* Material provided *
*** Begin section ***
//! End-to-end allocation tests against the in-memory repository.

use std::collections::HashSet;
use std::sync::Arc;

use shortling::prelude::*;
use tracing_subscriber::EnvFilter;

/// Installs a test-writer subscriber so allocation retry events show up
/// in `cargo test -- --nocapture` output. Safe to call from every test;
/// only the first call wins.
fn init_tracing() {
    tracing_subscriber::fmt()
        .with_env_filter(
            EnvFilter::from_default_env().add_directive("shortling=debug".parse().unwrap()),
        )
        .with_test_writer()
        .try_init()
        .ok();
}

fn test_config() -> Config {
    Config {
        base_url: "https://s.test.com".to_string(),
        enforce_https: false,
        tracking_defaults: TrackingFlags {
            visits: true,
            ..Default::default()
        },
        database_url: None,
        db_max_connections: 10,
        db_connect_timeout: 30,
    }
}

fn new_short_url(key: &str) -> NewShortUrl {
    NewShortUrl {
        key: key.to_string(),
        destination_url: "https://example.com".to_string(),
        public_url: format!("https://s.test.com/{key}"),
        redirect_status: 301,
        single_use: false,
        activate_at: None,
        deactivate_at: None,
        tracking: TrackingFlags::default(),
    }
}

#[tokio::test]
async fn test_create_persists_record_with_generated_key() {
    init_tracing();

    let repository = Arc::new(MemoryShortUrlRepository::new());
    let mut builder =
        ShortUrlBuilder::new(test_config(), repository.clone(), RandomKeyGenerator).unwrap();

    let record = builder
        .destination("https://example.com/docs")
        .unwrap()
        .create()
        .await
        .unwrap();

    assert_eq!(record.key.len(), 12);
    assert_eq!(record.public_url, format!("https://s.test.com/{}", record.key));
    assert_eq!(repository.get(&record.key), Some(record));
}

#[tokio::test]
async fn test_enforced_https_rewrites_destination() {
    init_tracing();

    let mut config = test_config();
    config.enforce_https = true;

    let repository = Arc::new(MemoryShortUrlRepository::new());
    let mut builder = ShortUrlBuilder::new(config, repository, RandomKeyGenerator).unwrap();

    let record = builder
        .destination("http://example.com/a")
        .unwrap()
        .create()
        .await
        .unwrap();

    assert_eq!(record.destination_url, "https://example.com/a");
}

#[tokio::test]
async fn test_taken_explicit_key_is_not_reused() {
    init_tracing();

    let repository = Arc::new(MemoryShortUrlRepository::new());
    repository.insert(new_short_url("abc")).await.unwrap();

    let mut builder =
        ShortUrlBuilder::new(test_config(), repository.clone(), RandomKeyGenerator).unwrap();
    builder.destination("https://example.com/b").unwrap();
    builder.key("abc").unwrap();

    let record = builder.create().await.unwrap();

    assert_ne!(record.key, "abc");
    assert_eq!(repository.len(), 2);
    // The original mapping under "abc" is untouched.
    assert_eq!(
        repository.get("abc").unwrap().destination_url,
        "https://example.com"
    );
}

#[tokio::test]
async fn test_builder_reuse_does_not_leak_options() {
    init_tracing();

    let repository = Arc::new(MemoryShortUrlRepository::new());
    let mut builder =
        ShortUrlBuilder::new(test_config(), repository, RandomKeyGenerator).unwrap();

    let first = builder
        .destination("https://example.com/first")
        .unwrap()
        .redirect_status(307)
        .unwrap()
        .single_use(true)
        .track_os(true)
        .create()
        .await
        .unwrap();

    assert_eq!(first.redirect_status, 307);
    assert!(first.single_use);
    assert!(first.tracking.os);

    let second = builder
        .destination("https://example.com/second")
        .unwrap()
        .create()
        .await
        .unwrap();

    assert_eq!(second.redirect_status, 301);
    assert!(!second.single_use);
    assert!(!second.tracking.os);
    assert_ne!(second.key, first.key);
}

#[tokio::test(flavor = "multi_thread", worker_threads = 8)]
async fn test_concurrent_creates_allocate_distinct_keys() {
    init_tracing();

    const WRITERS: usize = 64;

    let repository = Arc::new(MemoryShortUrlRepository::new());

    let mut handles = Vec::with_capacity(WRITERS);
    for i in 0..WRITERS {
        let repository = repository.clone();
        handles.push(tokio::spawn(async move {
            let mut builder =
                ShortUrlBuilder::new(test_config(), repository, RandomKeyGenerator).unwrap();
            builder
                .destination(format!("https://example.com/{i}"))
                .unwrap()
                .create()
                .await
                .unwrap()
        }));
    }

    let mut keys = HashSet::new();
    for handle in handles {
        let record = handle.await.unwrap();
        assert!(keys.insert(record.key), "duplicate key allocated");
    }

    assert_eq!(keys.len(), WRITERS);
    assert_eq!(repository.len(), WRITERS);
}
*** End section ***
* Goal of the exercise *
Return each line in the records that holds the string "NewShortUrl".

* Solved problem *
fn new_short_url(key: &str) -> NewShortUrl {
    NewShortUrl {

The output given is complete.